「あたし、ずっと二人のことを疑ってた。それが、とても辛かった。だ、って、大好きな親友のことを信じてあげられてない、からっ……宮城先生の、ことも」


 美和はぎゅっと拳を握りしめた。



「だからね、確かめようって思ったの。元々宮城先生の家は知っていたから、一回だけ行ってみようって。もし千夏が来てなかったら、二人のことを信じようと思ってた。そう、決めていた。」


「うん……」



 少しずつだけど、美和の言いたいことが分かってきた。


 だからだろうか。

 あたしも美和も、自然と下を向いていた。



「そしたら、二人が……抱き合ってて。驚い、た。どうしようっておも、った。唖然として、その場に、いた、けど……凄い、ムカつい、てしまって。二人のこと、許せなかった。別に、あ、たし関係、ないのにね。裏切られたような気持ちで、いっぱいだった」


「…………。」



 あたしの狭い狭い視界の端に映る美和の手は、ぎゅっと固く閉じられているけれど、凄く震えていた。

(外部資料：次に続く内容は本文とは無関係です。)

use std::fs;
use std::path::Path;

use spaghetti::export::{self, DisplayMode, OutputFormat, ReportOptions};
use spaghetti::{Direction, NodeId, Search, SearchOptions};

fn write(root: &Path, rel: &str, content: &str) {
    let path = root.join(rel);
    fs::create_dir_all(path.parent().unwrap()).unwrap();
    fs::write(path, content).unwrap();
}

fn options(root: &Path) -> SearchOptions {
    SearchOptions { root: Some(root.to_path_buf()), ..Default::default() }
}

fn edges(search: &Search, id: &NodeId, direction: Direction) -> Vec<NodeId> {
    let graph = search.graph();
    let idx = graph.find(id).unwrap_or_else(|| panic!("missing {}", id));
    let mut out: Vec<NodeId> = graph.query(idx, direction).map(|n| n.id().clone()).collect();
    out.sort();
    out
}

fn raw(direction: Direction) -> ReportOptions {
    ReportOptions { direction, raw: true, ..Default::default() }
}

#[test]
fn lone_function_renders_without_edges() {
    let dir = tempfile::tempdir().unwrap();
    write(dir.path(), "u1.py", "def f():\n    pass\n");

    let search = Search::run(&[dir.path().join("u1.py")], &options(dir.path()));
    let f = NodeId::new("u1", "", "f");
    assert!(edges(&search, &f, Direction::Dependents).is_empty());
    assert!(edges(&search, &f, Direction::Dependencies).is_empty());
    assert_eq!(export::to_text(&search, &raw(Direction::Dependents)), "u1:.f");
}

#[test]
fn call_into_imported_module() {
    let dir = tempfile::tempdir().unwrap();
    write(dir.path(), "u1.py", "import u2\n\ndef f():\n    g()\n");
    write(dir.path(), "u2.py", "def g():\n    pass\n\ndef unused():\n    pass\n");

    let search = Search::run(&[dir.path().join("u1.py")], &options(dir.path()));
    let f = NodeId::new("u1", "", "f");
    let g = NodeId::new("u2", "", "g");
    assert_eq!(edges(&search, &f, Direction::Dependencies), vec![g.clone()]);
    assert_eq!(edges(&search, &g, Direction::Dependents), vec![f]);

    let graph = search.graph();
    assert!(graph.get(graph.find(&g).unwrap()).is_secondary());
    assert_eq!(search.inputs()[0].crawled_imports.iter().collect::<Vec<_>>(), vec!["u2"]);

    // the edge-less secondary declaration stays out of the listing
    assert_eq!(
        export::to_text(&search, &raw(Direction::Dependents)),
        "u1:.f\nu2:.g (u1:.f)"
    );
    assert_eq!(
        export::to_text(&search, &raw(Direction::Dependencies)),
        "u1:.f (u2:.g)\nu2:.g"
    );
}

#[test]
fn builtins_are_placeholders_only_when_allowed() {
    let dir = tempfile::tempdir().unwrap();
    write(dir.path(), "u1.py", "def f(xs):\n    return len(xs)\n");
    let file = dir.path().join("u1.py");

    let search = Search::run(&[file.clone()], &options(dir.path()));
    assert!(search.graph().find(&NodeId::builtin("len")).is_none());
    assert_eq!(search.graph().edge_count(), 0);

    let with_builtins = SearchOptions { include_builtins: true, ..options(dir.path()) };
    let search = Search::run(&[file], &with_builtins);
    assert_eq!(
        edges(&search, &NodeId::new("u1", "", "f"), Direction::Dependencies),
        vec![NodeId::new("System", "Builtins", "len")]
    );
}

#[test]
fn ambiguous_method_call_picks_one_target() {
    let dir = tempfile::tempdir().unwrap();
    write(
        dir.path(),
        "u1.py",
        "class T1:\n    def run(self):\n        pass\n\n\
         class T2:\n    def run(self):\n        pass\n\n\
         def main(obj):\n    obj.run()\n",
    );

    let search = Search::run(&[dir.path().join("u1.py")], &options(dir.path()));
    let main = NodeId::new("u1", "", "main");
    assert_eq!(
        edges(&search, &main, Direction::Dependencies),
        vec![NodeId::new("u1", "T1", "run")]
    );
    assert_eq!(search.ambiguous_calls().len(), 1);
    assert_eq!(search.ambiguous_calls()[0].caller, main);

    let text = export::to_text(&search, &ReportOptions::default());
    assert!(text.contains("Could not definitively resolve: u1:.main -> run"));
}

#[test]
fn missing_import_is_recorded_and_scan_completes() {
    let dir = tempfile::tempdir().unwrap();
    write(dir.path(), "u1.py", "import does_not_exist\n\ndef f():\n    pass\n");

    let search = Search::run(&[dir.path().join("u1.py")], &options(dir.path()));
    assert!(search.unresolved_imports().contains("does_not_exist"));
    assert!(search.graph().find(&NodeId::new("u1", "", "f")).is_some());
    assert!(search.failures().is_empty());

    let text = export::to_text(&search, &ReportOptions::default());
    assert!(text.contains("Failed to crawl these imports: does_not_exist"));
    let quiet = export::to_text(&search, &ReportOptions { quiet: true, ..Default::default() });
    assert!(!quiet.contains("Failed to crawl"));
}

#[test]
fn bad_units_are_skipped_and_reported() {
    let dir = tempfile::tempdir().unwrap();
    write(dir.path(), "src/broken.py", "def nope(:\n    pass\n");
    write(dir.path(), "src/good.py", "def fine():\n    pass\n");
    fs::write(dir.path().join("src/binary.py"), [0xff, 0xfe, 0x00, 0x80]).unwrap();

    let search = Search::run(&[dir.path().join("src")], &options(dir.path()));
    assert!(search.graph().find(&NodeId::new("good", "", "fine")).is_some());

    let mut skipped: Vec<_> = search
        .failures()
        .iter()
        .map(|f| f.path.file_name().unwrap().to_string_lossy().to_string())
        .collect();
    skipped.sort();
    assert_eq!(skipped, vec!["binary.py", "broken.py"]);
}

#[test]
fn tester_project_end_to_end() {
    let dir = tempfile::tempdir().unwrap();
    write(
        dir.path(),
        "testers/tester1.py",
        r#"from testers import tester2


def function1():
    print("function1")
    function2()
    tester2.t2function1()


def function2():
    print("function2")


def function3():
    recursive_function(5)


def recursive_function(remaining):
    if remaining > 0:
        recursive_function(remaining - 1)


def outer_function():
    def inner_function():
        function2()

    inner_function()


class TestClass():

    def __init__(self):
        self.method4()

    def method4(self):
        print("method4")


function3()
"#,
    );
    write(
        dir.path(),
        "testers/tester2.py",
        "def t2function1():\n    pass\n\n\nclass T2Class:\n    def t2method1(self):\n        pass\n",
    );

    let search = Search::run(&[dir.path().join("testers/tester1")], &options(dir.path()));
    assert!(search.failures().is_empty());
    assert_eq!(
        search.crawled_imports().into_iter().collect::<Vec<_>>(),
        vec!["testers.tester2"]
    );
    assert!(search.unresolved_imports().is_empty());

    let t1 = |scope: &str, name: &str| NodeId::new("tester1", scope, name);
    assert_eq!(
        edges(&search, &t1("", "function1"), Direction::Dependencies),
        vec![t1("", "function2"), NodeId::new("tester2", "", "t2function1")]
    );
    assert_eq!(
        edges(&search, &t1("", "function2"), Direction::Dependents),
        vec![t1("", "function1"), t1("", "inner_function")]
    );
    assert_eq!(
        edges(&search, &t1("", "recursive_function"), Direction::Dependents),
        vec![t1("", "function3"), t1("", "recursive_function")]
    );
    assert_eq!(
        edges(&search, &t1("", "outer_function"), Direction::Dependencies),
        vec![t1("", "inner_function")]
    );
    assert_eq!(
        edges(&search, &t1("TestClass", "__init__"), Direction::Dependencies),
        vec![t1("TestClass", "method4")]
    );
    assert_eq!(
        edges(&search, &t1("", "__main__"), Direction::Dependencies),
        vec![t1("", "function3")]
    );

    let listed: Vec<NodeId> = search.render(Direction::Dependents).into_iter().map(|r| r.node).collect();
    assert!(listed.contains(&NodeId::new("tester2", "", "t2function1")));
    assert!(!listed.contains(&NodeId::new("tester2", "T2Class", "t2method1")));
    assert!(!listed.contains(&NodeId::new("tester2", "T2Class", "__init__")));
}

#[test]
fn output_is_deterministic() {
    let dir = tempfile::tempdir().unwrap();
    write(dir.path(), "a.py", "import b\n\ndef x():\n    run()\n    y()\n\ndef y():\n    b.z()\n");
    write(
        dir.path(),
        "b.py",
        "def z():\n    pass\n\nclass K:\n    def run(self):\n        pass\n\nclass L:\n    def run(self):\n        pass\n",
    );

    let opts = ReportOptions { display: DisplayMode::Simple, ..Default::default() };
    let first = Search::run(&[dir.path()], &options(dir.path()));
    let second = Search::run(&[dir.path()], &options(dir.path()));
    assert_eq!(export::to_text(&first, &opts), export::to_text(&second, &opts));
    assert_eq!(
        export::to_text(&first, &raw(Direction::Dependencies)),
        export::to_text(&second, &raw(Direction::Dependencies))
    );
}

#[test]
fn json_report_lists_nodes_and_imports() {
    let dir = tempfile::tempdir().unwrap();
    write(dir.path(), "u1.py", "import u2\nimport gone\n\ndef f():\n    u2.g()\n");
    write(dir.path(), "u2.py", "def g():\n    pass\n");

    let search = Search::run(&[dir.path().join("u1.py")], &options(dir.path()));
    let opts = ReportOptions { format: OutputFormat::Json, connectivity: true, ..Default::default() };
    let json: serde_json::Value = serde_json::from_str(&export::render(&search, &opts).unwrap()).unwrap();

    assert_eq!(json["direction"], "dependents");
    assert_eq!(json["crawled_imports"], serde_json::json!(["u2"]));
    assert_eq!(json["unresolved_imports"], serde_json::json!(["gone"]));
    assert_eq!(json["nodes"].as_array().unwrap().len(), 2);
    assert_eq!(json["nodes"][1]["node"]["name"], "g");
    assert_eq!(json["nodes"][1]["edges"][0]["name"], "f");
    assert_eq!(json["connectivity"]["nodes"], 1);
}
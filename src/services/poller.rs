//! Recurring poll of the bulk download job's progress.
//!
//! The poller mirrors server state to the UI: it owns the repeating timer,
//! drives Idle -> Running -> Completed/Failed/Idle transitions, and cancels
//! itself once the server reports a terminal status. Cancellation is
//! cooperative: an in-flight progress request is never aborted, and a stray
//! response that raced a cancel is still applied (last write wins) but can
//! never re-arm the timer.

use crate::error::RequestError;
use crate::models::{DownloadJobStatus, JobState};
use crate::services::client::PanelApi;
use async_trait::async_trait;
use std::sync::atomic::{AtomicU64, Ordering};
use std::sync::{Arc, Mutex};
use std::time::Duration;
use tokio::task::JoinHandle;
use tokio::time::{self, Instant};

/// Client-side view of the job lifecycle.
#[derive(Debug, Clone, Copy, PartialEq, Eq)]
pub enum PollerState {
    Idle,
    Running,
    Completed,
    Failed,
}

/// UI bindings the poller drives. Implementations render however they like;
/// the poller only pushes data.
#[async_trait]
pub trait ProgressSink: Send + Sync {
    /// Latest progress snapshot, pushed on every successful poll.
    fn progress_updated(&self, status: &DownloadJobStatus);

    /// Enablement of the start/stop controls changed.
    fn controls_changed(&self, start_enabled: bool, stop_enabled: bool);

    /// The user list should be reloaded (fires after a completed job).
    async fn refresh_users(&self);

    /// A user-visible notification.
    fn notify(&self, message: &str);
}

pub struct ProgressPoller {
    api: Arc<dyn PanelApi>,
    sink: Arc<dyn ProgressSink>,
    poll_interval: Duration,
    refresh_delay: Duration,
    /// Generation of the active poll loop; bumping it cancels cooperatively.
    epoch: Arc<AtomicU64>,
    state: Arc<Mutex<PollerState>>,
    task: Mutex<Option<JoinHandle<()>>>,
}

impl ProgressPoller {
    pub fn new(
        api: Arc<dyn PanelApi>,
        sink: Arc<dyn ProgressSink>,
        poll_interval: Duration,
        refresh_delay: Duration,
    ) -> Self {
        Self {
            api,
            sink,
            poll_interval,
            refresh_delay,
            epoch: Arc::new(AtomicU64::new(0)),
            state: Arc::new(Mutex::new(PollerState::Idle)),
            task: Mutex::new(None),
        }
    }

    pub fn state(&self) -> PollerState {
        *self.state.lock().unwrap()
    }

    /// One immediate progress fetch to pick up a job that was already running
    /// when the panel loaded. Anything other than `running` leaves the poller
    /// idle.
    pub async fn sync(&self) -> Result<(), RequestError> {
        let status = self.api.fetch_download_progress().await?;
        if status.status == JobState::Running {
            tracing::info!("bulk download already running, resuming polling");
            *self.state.lock().unwrap() = PollerState::Running;
            self.sink.controls_changed(false, true);
            self.arm();
        }
        Ok(())
    }

    /// Start the bulk download job and begin polling.
    ///
    /// There is deliberately no client-side guard against a double start: the
    /// server is the source of truth and rejects duplicates, and that error
    /// surfaces to the caller unchanged.
    pub async fn start(&self) -> Result<(), RequestError> {
        self.api.start_download_job().await?;
        *self.state.lock().unwrap() = PollerState::Running;
        self.sink.controls_changed(false, true);
        self.arm();
        self.sink.notify("Bulk download started");
        Ok(())
    }

    /// Stop the job and cancel the recurring poll.
    pub async fn stop(&self) -> Result<(), RequestError> {
        self.api.stop_download_job().await?;
        self.cancel();
        *self.state.lock().unwrap() = PollerState::Idle;
        self.sink.controls_changed(true, false);
        self.sink.notify("Bulk download stopped");
        Ok(())
    }

    /// Hard teardown for the owning controller. Unlike [`stop`], this aborts
    /// the poll task instead of letting it wind down.
    ///
    /// [`stop`]: ProgressPoller::stop
    pub fn shutdown(&self) {
        self.cancel();
        if let Some(handle) = self.task.lock().unwrap().take() {
            handle.abort();
        }
    }

    fn cancel(&self) {
        self.epoch.fetch_add(1, Ordering::SeqCst);
    }

    /// Spawn a fresh poll loop, superseding any previous one. The old loop is
    /// not aborted; it notices its stale epoch at the next checkpoint and
    /// exits on its own.
    fn arm(&self) {
        let epoch = self.epoch.fetch_add(1, Ordering::SeqCst) + 1;
        let api = Arc::clone(&self.api);
        let sink = Arc::clone(&self.sink);
        let state = Arc::clone(&self.state);
        let current_epoch = Arc::clone(&self.epoch);
        let poll_interval = self.poll_interval;
        let refresh_delay = self.refresh_delay;

        let handle = tokio::spawn(async move {
            // First tick fires one full interval after arming, the way a
            // recurring timer would.
            let mut ticker = time::interval_at(Instant::now() + poll_interval, poll_interval);
            loop {
                ticker.tick().await;
                if current_epoch.load(Ordering::SeqCst) != epoch {
                    break;
                }

                let status = match api.fetch_download_progress().await {
                    Ok(status) => status,
                    Err(err) => {
                        // A flaky poll is not fatal; keep the timer going.
                        tracing::warn!(error = %err, "progress poll failed");
                        continue;
                    }
                };

                // Applied unconditionally, even if a cancel raced this fetch.
                sink.progress_updated(&status);

                if current_epoch.load(Ordering::SeqCst) != epoch {
                    break;
                }

                if status.status.is_terminal() {
                    *state.lock().unwrap() = match status.status {
                        JobState::Completed => PollerState::Completed,
                        JobState::Failed => PollerState::Failed,
                        _ => PollerState::Idle,
                    };
                    sink.controls_changed(true, false);

                    if status.status == JobState::Completed {
                        // Give the server a moment to finalize files on disk
                        // before the list reflects them.
                        time::sleep(refresh_delay).await;
                        sink.refresh_users().await;
                        sink.notify("Bulk download complete");
                    }
                    break;
                }
            }
        });

        // Replacing the handle drops the old one; its loop exits via the
        // epoch check.
        *self.task.lock().unwrap() = Some(handle);
    }
}

impl Drop for ProgressPoller {
    fn drop(&mut self) {
        if let Some(handle) = self.task.lock().unwrap().take() {
            handle.abort();
        }
    }
}
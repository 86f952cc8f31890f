pub mod config;
pub mod error;
pub mod models;
pub mod services;
pub mod startup;

pub use config::Config;
pub use error::RequestError;
pub use startup::Panel;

「今思えば、本当に浅はかだったんだと、思う。ただの、嫉妬。勝手な、被害妄想。それで、写真を撮って………本当に、最低だと思ってる。ち、なつ……ごめん。ごめ、んね……っ」



 美和は頭を上げた。

 あたしもつられるように頭を上げると、目の前で美和が泣いていた。


 苦しそうに、悲しそうに、ぎゅっと唇を噛み締めながら。

 美和が泣いた所を何度も見てきたけれど、これほど切ない泣き顔は初めて見た気がする。


 あたしの頬にも、涙が伝った。